- [Task item]: The required output is the exact run of lines below that opens at the line with "info!(path = %path.display(), count" and closes at the line with "pub fn path(&self)".

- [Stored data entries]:
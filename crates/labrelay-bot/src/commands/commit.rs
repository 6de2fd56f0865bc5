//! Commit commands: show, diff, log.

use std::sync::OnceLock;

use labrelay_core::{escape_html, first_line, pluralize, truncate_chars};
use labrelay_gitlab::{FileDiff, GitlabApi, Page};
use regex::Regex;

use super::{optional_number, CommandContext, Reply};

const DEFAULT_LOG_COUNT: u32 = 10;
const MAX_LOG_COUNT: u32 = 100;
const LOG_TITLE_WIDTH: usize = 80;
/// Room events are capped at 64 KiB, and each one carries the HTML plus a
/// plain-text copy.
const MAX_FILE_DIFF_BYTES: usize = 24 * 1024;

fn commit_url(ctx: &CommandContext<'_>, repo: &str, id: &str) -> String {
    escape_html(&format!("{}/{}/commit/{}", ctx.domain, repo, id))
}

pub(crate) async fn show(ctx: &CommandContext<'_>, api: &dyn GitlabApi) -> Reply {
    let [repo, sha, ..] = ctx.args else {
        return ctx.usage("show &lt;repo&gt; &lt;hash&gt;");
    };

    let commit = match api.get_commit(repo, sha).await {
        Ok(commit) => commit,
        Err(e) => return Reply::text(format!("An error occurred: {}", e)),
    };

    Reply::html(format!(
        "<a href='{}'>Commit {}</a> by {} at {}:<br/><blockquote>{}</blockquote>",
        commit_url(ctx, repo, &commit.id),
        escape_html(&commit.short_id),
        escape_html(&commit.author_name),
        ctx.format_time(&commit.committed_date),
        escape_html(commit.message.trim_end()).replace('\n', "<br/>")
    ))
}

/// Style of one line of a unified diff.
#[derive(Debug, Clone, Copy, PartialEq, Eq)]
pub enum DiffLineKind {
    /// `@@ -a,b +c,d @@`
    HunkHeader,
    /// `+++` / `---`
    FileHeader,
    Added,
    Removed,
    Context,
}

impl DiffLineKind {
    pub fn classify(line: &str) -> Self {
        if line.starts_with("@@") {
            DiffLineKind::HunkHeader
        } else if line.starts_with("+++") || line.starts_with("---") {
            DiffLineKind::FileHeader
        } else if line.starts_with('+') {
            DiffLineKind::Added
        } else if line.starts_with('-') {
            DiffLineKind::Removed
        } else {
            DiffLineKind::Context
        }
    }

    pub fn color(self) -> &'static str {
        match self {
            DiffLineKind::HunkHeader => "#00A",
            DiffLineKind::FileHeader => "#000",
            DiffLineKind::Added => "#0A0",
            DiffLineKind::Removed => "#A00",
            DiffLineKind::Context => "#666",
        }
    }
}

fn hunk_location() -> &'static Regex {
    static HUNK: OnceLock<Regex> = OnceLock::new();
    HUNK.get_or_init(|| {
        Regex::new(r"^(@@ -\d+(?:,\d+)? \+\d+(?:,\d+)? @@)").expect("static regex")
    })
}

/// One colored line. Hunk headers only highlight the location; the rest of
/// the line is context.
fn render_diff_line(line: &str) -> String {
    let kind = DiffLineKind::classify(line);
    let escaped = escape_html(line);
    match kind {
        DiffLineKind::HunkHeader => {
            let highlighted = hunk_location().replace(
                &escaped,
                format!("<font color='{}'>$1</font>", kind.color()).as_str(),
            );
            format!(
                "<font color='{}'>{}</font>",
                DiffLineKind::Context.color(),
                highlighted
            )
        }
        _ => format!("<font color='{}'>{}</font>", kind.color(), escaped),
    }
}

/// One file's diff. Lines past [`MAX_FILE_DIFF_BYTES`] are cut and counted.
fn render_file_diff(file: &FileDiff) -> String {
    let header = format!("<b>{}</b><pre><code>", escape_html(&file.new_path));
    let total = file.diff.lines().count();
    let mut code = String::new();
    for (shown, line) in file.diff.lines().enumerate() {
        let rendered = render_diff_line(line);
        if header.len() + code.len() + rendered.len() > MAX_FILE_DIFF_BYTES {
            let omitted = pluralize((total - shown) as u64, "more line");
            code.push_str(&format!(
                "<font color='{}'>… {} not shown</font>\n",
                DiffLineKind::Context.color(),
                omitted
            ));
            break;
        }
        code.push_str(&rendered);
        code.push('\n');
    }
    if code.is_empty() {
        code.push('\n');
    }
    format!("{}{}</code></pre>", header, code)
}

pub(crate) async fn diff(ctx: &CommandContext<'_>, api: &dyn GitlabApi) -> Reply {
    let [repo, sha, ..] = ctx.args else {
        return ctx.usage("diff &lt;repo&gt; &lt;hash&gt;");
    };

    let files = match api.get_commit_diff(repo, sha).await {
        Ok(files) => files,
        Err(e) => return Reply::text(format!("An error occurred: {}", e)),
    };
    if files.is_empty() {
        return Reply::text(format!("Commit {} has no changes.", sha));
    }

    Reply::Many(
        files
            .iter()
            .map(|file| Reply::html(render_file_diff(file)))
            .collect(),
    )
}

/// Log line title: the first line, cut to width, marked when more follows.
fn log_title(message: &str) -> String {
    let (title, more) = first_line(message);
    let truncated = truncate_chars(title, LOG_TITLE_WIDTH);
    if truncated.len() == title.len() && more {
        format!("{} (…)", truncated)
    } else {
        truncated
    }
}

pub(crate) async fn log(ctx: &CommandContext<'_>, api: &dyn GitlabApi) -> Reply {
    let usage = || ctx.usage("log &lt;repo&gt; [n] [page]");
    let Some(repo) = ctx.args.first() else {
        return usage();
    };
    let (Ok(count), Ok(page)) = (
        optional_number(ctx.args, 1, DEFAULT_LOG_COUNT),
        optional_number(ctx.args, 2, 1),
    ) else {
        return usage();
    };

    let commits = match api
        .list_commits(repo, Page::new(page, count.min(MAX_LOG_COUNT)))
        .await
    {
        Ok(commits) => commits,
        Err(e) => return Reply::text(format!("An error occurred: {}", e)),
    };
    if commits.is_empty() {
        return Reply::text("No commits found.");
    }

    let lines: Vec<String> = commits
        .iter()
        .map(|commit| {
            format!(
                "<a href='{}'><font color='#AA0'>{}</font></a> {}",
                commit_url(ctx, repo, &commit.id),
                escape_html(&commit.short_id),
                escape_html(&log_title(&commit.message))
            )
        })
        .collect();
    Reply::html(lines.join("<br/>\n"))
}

* * *

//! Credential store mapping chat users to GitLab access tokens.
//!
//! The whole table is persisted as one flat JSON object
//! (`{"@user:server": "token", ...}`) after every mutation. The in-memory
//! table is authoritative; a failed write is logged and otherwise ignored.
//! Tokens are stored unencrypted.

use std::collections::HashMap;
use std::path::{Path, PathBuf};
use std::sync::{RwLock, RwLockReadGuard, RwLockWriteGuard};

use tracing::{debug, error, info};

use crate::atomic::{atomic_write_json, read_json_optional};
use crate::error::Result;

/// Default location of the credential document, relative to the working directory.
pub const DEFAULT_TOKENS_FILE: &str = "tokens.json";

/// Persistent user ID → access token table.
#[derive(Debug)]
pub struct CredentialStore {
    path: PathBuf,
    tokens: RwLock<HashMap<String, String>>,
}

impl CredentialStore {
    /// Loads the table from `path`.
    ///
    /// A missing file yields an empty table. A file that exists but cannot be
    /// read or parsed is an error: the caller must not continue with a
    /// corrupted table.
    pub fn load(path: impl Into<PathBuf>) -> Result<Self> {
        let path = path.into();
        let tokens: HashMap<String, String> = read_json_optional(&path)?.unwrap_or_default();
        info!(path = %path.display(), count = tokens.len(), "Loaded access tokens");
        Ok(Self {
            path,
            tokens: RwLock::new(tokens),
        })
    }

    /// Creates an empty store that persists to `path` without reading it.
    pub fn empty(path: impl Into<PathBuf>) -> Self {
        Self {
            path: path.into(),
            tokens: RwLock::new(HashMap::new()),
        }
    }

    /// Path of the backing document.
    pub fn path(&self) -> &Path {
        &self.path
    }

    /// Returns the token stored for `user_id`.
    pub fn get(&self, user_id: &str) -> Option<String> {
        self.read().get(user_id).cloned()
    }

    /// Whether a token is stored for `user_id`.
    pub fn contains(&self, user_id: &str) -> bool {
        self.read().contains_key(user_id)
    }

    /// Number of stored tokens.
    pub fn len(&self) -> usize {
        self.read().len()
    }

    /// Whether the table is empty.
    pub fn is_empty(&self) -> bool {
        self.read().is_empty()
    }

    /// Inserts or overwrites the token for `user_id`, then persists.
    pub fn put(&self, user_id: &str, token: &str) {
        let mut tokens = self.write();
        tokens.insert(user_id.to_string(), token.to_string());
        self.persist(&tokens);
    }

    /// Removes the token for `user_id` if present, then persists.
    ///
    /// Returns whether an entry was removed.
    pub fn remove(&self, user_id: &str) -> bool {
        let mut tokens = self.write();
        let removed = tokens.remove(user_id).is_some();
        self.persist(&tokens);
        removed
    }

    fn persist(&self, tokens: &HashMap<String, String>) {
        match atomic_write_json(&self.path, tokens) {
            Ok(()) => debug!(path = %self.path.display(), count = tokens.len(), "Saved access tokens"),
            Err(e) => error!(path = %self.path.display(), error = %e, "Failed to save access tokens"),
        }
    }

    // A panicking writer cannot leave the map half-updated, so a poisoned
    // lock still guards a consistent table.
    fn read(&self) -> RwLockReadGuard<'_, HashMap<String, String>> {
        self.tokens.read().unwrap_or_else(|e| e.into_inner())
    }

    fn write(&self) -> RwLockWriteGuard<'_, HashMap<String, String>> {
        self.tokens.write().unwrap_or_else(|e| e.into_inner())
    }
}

- [Answer section]:
        info!(path = %path.display(), count = tokens.len(), "Loaded access tokens");
        Ok(Self {
            path,
            tokens: RwLock::new(tokens),
        })
    }

    /// Creates an empty store that persists to `path` without reading it.
    pub fn empty(path: impl Into<PathBuf>) -> Self {
        Self {
            path: path.into(),
            tokens: RwLock::new(HashMap::new()),
        }
    }

    /// Path of the backing document.
    pub fn path(&self) -> &Path {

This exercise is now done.